Finding the right AI solutions: Protecting against today's unknown threats requires security solutions that combine both security research and data science. Instant remediation with AI allows security teams to stop malicious behavior, eliminate access, and prevent breaches, application abuse, exfiltration, and other damage within minutes instead of months.

Build visibility, awareness and insight: Security teams need rapid visibility and situational awareness across their environments to get ahead of anomalous activity that may go unnoticed without security-rich information. As we move to a cloud-native world, a framework that provides cloud telemetry specific to cloud infrastructure is ideal. The MITRE ATT&CK framework uses patented AI to learn privileged user behavior. By identifying normal and abnormal conditions, analysts can gain real-time visibility into hybrid environments. This allows them to detect and stop lateral movement and ransomware before attackers can cause damage.

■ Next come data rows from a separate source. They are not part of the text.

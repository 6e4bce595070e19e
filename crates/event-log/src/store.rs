//! Event Log File Store

use crate::record::{LogRecord, RECORD_SIZE};
use crate::LogError;
use std::fs::{self, File, OpenOptions};
use std::io::{self, BufReader, BufWriter, Read, Seek, SeekFrom, Write};
use std::path::{Path, PathBuf};
use tracing::{debug, info, warn};

/// Default number of record slots
pub const DEFAULT_CAPACITY: u32 = 100;

/// Size of the next-write index at the start of the file
pub const HEADER_SIZE: u64 = 4;

/// Byte offset of a record slot
fn slot_offset(slot: u32) -> u64 {
    HEADER_SIZE + u64::from(slot) * RECORD_SIZE as u64
}

/// Circular log of fixed-size records.
///
/// File layout: `[u32 next_index LE][record 0]..[record capacity-1]`. The
/// header names the slot the next append will overwrite, which is also
/// the oldest record once the log has wrapped.
///
/// Only one foreground owner may append; concurrent callers need external
/// locking.
pub struct EventLog {
    /// Backing file
    path: PathBuf,
    /// Number of record slots
    capacity: u32,
    /// Open handle for sequential reads
    reader: Option<LogReader>,
}

impl EventLog {
    /// Create a log with the default capacity
    pub fn new(path: impl Into<PathBuf>) -> Self {
        Self {
            path: path.into(),
            capacity: DEFAULT_CAPACITY,
            reader: None,
        }
    }

    /// Create a log with the given number of slots
    pub fn with_capacity(path: impl Into<PathBuf>, capacity: u32) -> Result<Self, LogError> {
        if capacity == 0 {
            return Err(LogError::InvalidCapacity);
        }
        Ok(Self {
            path: path.into(),
            capacity,
            reader: None,
        })
    }

    /// Path of the backing file
    pub fn path(&self) -> &Path {
        &self.path
    }

    /// Number of record slots
    pub fn capacity(&self) -> u32 {
        self.capacity
    }

    /// Size of a fully initialised log file
    pub fn file_size(&self) -> u64 {
        slot_offset(self.capacity)
    }

    /// Append a record, overwriting the oldest slot once the log is full.
    ///
    /// The first append creates and pre-allocates the whole file. Later
    /// appends write one slot and the header in place. The slot is written
    /// before the header, so an interrupted append never advances the
    /// header past a slot that still holds an older record.
    pub fn append(&mut self, record: &LogRecord) -> Result<(), LogError> {
        let mut file = match OpenOptions::new().read(true).write(true).open(&self.path) {
            Ok(file) => file,
            Err(e) if e.kind() == io::ErrorKind::NotFound => return self.create(record),
            Err(e) => {
                warn!("Failed to open log file {}: {}", self.path.display(), e);
                return Err(e.into());
            }
        };

        let mut header = [0u8; HEADER_SIZE as usize];
        match file.read_exact(&mut header) {
            Ok(()) => {}
            Err(e) if e.kind() == io::ErrorKind::UnexpectedEof => {
                warn!("Log file {} has no header, re-creating", self.path.display());
                drop(file);
                return self.create(record);
            }
            Err(e) => return Err(e.into()),
        }

        let mut current = u32::from_le_bytes(header);
        if current >= self.capacity {
            warn!(
                "Log header {} outside capacity {}, wrapping",
                current, self.capacity
            );
            current %= self.capacity;
        }
        let next = (current + 1) % self.capacity;

        file.seek(SeekFrom::Start(slot_offset(current)))?;
        file.write_all(&record.encode())?;
        file.seek(SeekFrom::Start(0))?;
        file.write_all(&next.to_le_bytes())?;
        file.flush()?;

        metrics::counter!("event_log_appends_total").increment(1);
        debug!("Log record written to slot {}, next {}", current, next);
        Ok(())
    }

    /// Create the file: header, the record in slot 0, placeholders after
    fn create(&self, record: &LogRecord) -> Result<(), LogError> {
        info!(
            "Creating log file {} with {} slots",
            self.path.display(),
            self.capacity
        );
        let file = File::create(&self.path).map_err(|e| {
            warn!("Failed to create log file {}: {}", self.path.display(), e);
            e
        })?;

        let mut writer = BufWriter::new(file);
        let next = 1 % self.capacity;
        writer.write_all(&next.to_le_bytes())?;
        writer.write_all(&record.encode())?;
        let placeholder = LogRecord::PLACEHOLDER.encode();
        for _ in 1..self.capacity {
            writer.write_all(&placeholder)?;
        }
        writer.flush()?;

        metrics::counter!("event_log_appends_total").increment(1);
        Ok(())
    }

    /// Read the next-write index from the header without validating it
    pub fn next_index(&self) -> Result<u32, LogError> {
        let mut file = File::open(&self.path)?;
        let mut header = [0u8; HEADER_SIZE as usize];
        file.read_exact(&mut header)?;
        Ok(u32::from_le_bytes(header))
    }

    /// Open a reader over all slots in storage order
    pub fn records(&self) -> Result<LogReader, LogError> {
        LogReader::open(&self.path, self.capacity)
    }

    /// Begin sequential reading.
    ///
    /// Fails without reading any record when the file cannot be opened or
    /// the header is outside the capacity. Records come back in slot order
    /// (slot 0 first), not oldest first; use [`EventLog::chronological`]
    /// for time order.
    pub fn iterate_start(&mut self) -> Result<(), LogError> {
        self.reader = None;
        let reader = self.records().map_err(|e| {
            warn!("Cannot read log {}: {}", self.path.display(), e);
            e
        })?;
        self.reader = Some(reader);
        Ok(())
    }

    /// Next record in slot order, `None` at end of data or when not started
    pub fn iterate_next(&mut self) -> Option<LogRecord> {
        self.reader.as_mut()?.next()
    }

    /// Release the read handle; false when none was open
    pub fn iterate_end(&mut self) -> bool {
        self.reader.take().is_some()
    }

    /// Written records from oldest to newest.
    ///
    /// Starts at the header slot, wraps around and skips placeholders.
    pub fn chronological(&self) -> Result<Vec<LogRecord>, LogError> {
        let reader = self.records()?;
        let start = reader.next_index() as usize;
        let mut records: Vec<LogRecord> = reader.take(self.capacity as usize).collect();
        let start = start.min(records.len());
        records.rotate_left(start);
        records.retain(|record| !record.is_placeholder());
        Ok(records)
    }

    /// Delete the log file; the next append re-creates it
    pub fn reset(&mut self) -> Result<(), LogError> {
        self.reader = None;
        match fs::remove_file(&self.path) {
            Ok(()) => {
                info!("Removed log file {}", self.path.display());
                Ok(())
            }
            Err(e) if e.kind() == io::ErrorKind::NotFound => {
                debug!("Log file already absent");
                Ok(())
            }
            Err(e) => {
                warn!("Failed to remove log file {}: {}", self.path.display(), e);
                Err(e.into())
            }
        }
    }
}

/// Sequential reader over log slots in storage order
pub struct LogReader {
    inner: BufReader<File>,
    next_index: u32,
}

impl LogReader {
    fn open(path: &Path, capacity: u32) -> Result<Self, LogError> {
        let mut inner = BufReader::new(File::open(path)?);
        let mut header = [0u8; HEADER_SIZE as usize];
        inner.read_exact(&mut header)?;

        let next_index = u32::from_le_bytes(header);
        if next_index >= capacity {
            return Err(LogError::CorruptHeader {
                index: next_index,
                capacity,
            });
        }
        Ok(Self { inner, next_index })
    }

    /// Header value read when the reader was opened
    pub fn next_index(&self) -> u32 {
        self.next_index
    }
}

impl Iterator for LogReader {
    type Item = LogRecord;

    fn next(&mut self) -> Option<LogRecord> {
        let mut bytes = [0u8; RECORD_SIZE];
        self.inner.read_exact(&mut bytes).ok()?;
        Some(LogRecord::decode(&bytes))
    }
}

As organizations become more innovative, so do attackers
GenAI's potential to transform workforce productivity and drive innovation is not just hype. As GenAI's capabilities continue to evolve, it will advance security tools, improve threat intelligence, and transform security operations centers. Security leaders must embrace AI as part of their defense and response strategies to remain resilient, agile, and one step ahead of cyber attackers.